Dataset entries
----------

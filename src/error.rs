//! Error types for Pagewise
//!
//! This module defines the error surface for the entire crate.
//! All fallible public APIs return `Result<T, Error>` where Error is
//! defined here. Missing or malformed paging parameters are not errors;
//! they normalize to defaults before any of these variants can arise.

use crate::types::BoxError;
use thiserror::Error;

/// The main error type for Pagewise
#[derive(Error, Debug)]
pub enum Error {
    // ============================================================================
    // Configuration Errors
    // ============================================================================
    /// The data source was registered without the pagination capability.
    ///
    /// A wiring mistake, not a transient condition: the same call will
    /// fail the same way until the source implements
    /// [`SupportsPagination`](crate::source::SupportsPagination).
    #[error("Data source for entity '{entity_type}' does not support pagination")]
    CapabilityNotSupported {
        /// Short name of the entity type the source serves
        entity_type: &'static str,
    },

    /// A next-link base URI could not be assembled
    #[error("Invalid URL: {0}")]
    InvalidUrl(#[from] url::ParseError),

    // ============================================================================
    // Source Errors
    // ============================================================================
    /// The operation was canceled before producing a result
    #[error("Operation canceled")]
    Canceled,

    /// The underlying data source failed; carried through unmodified
    #[error("Data source error: {0}")]
    Source(#[source] BoxError),
}

impl Error {
    /// Create a capability error for the named entity type
    pub fn capability_not_supported(entity_type: &'static str) -> Self {
        Self::CapabilityNotSupported { entity_type }
    }

    /// Wrap an error raised by the underlying data source
    pub fn source(err: impl Into<BoxError>) -> Self {
        Self::Source(err.into())
    }

    /// Check whether this error indicates a wiring mistake rather than a
    /// runtime failure of the source
    pub fn is_configuration(&self) -> bool {
        matches!(
            self,
            Self::CapabilityNotSupported { .. } | Self::InvalidUrl(_)
        )
    }
}

/// Result type alias using the Pagewise [`Error`]
pub type Result<T> = std::result::Result<T, Error>;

----------

Task requirements:
Go through the records above, find each line with the string "Pagewise", and copy it.

Result:
//! Error types for Pagewise
/// The main error type for Pagewise
/// Result type alias using the Pagewise [`Error`]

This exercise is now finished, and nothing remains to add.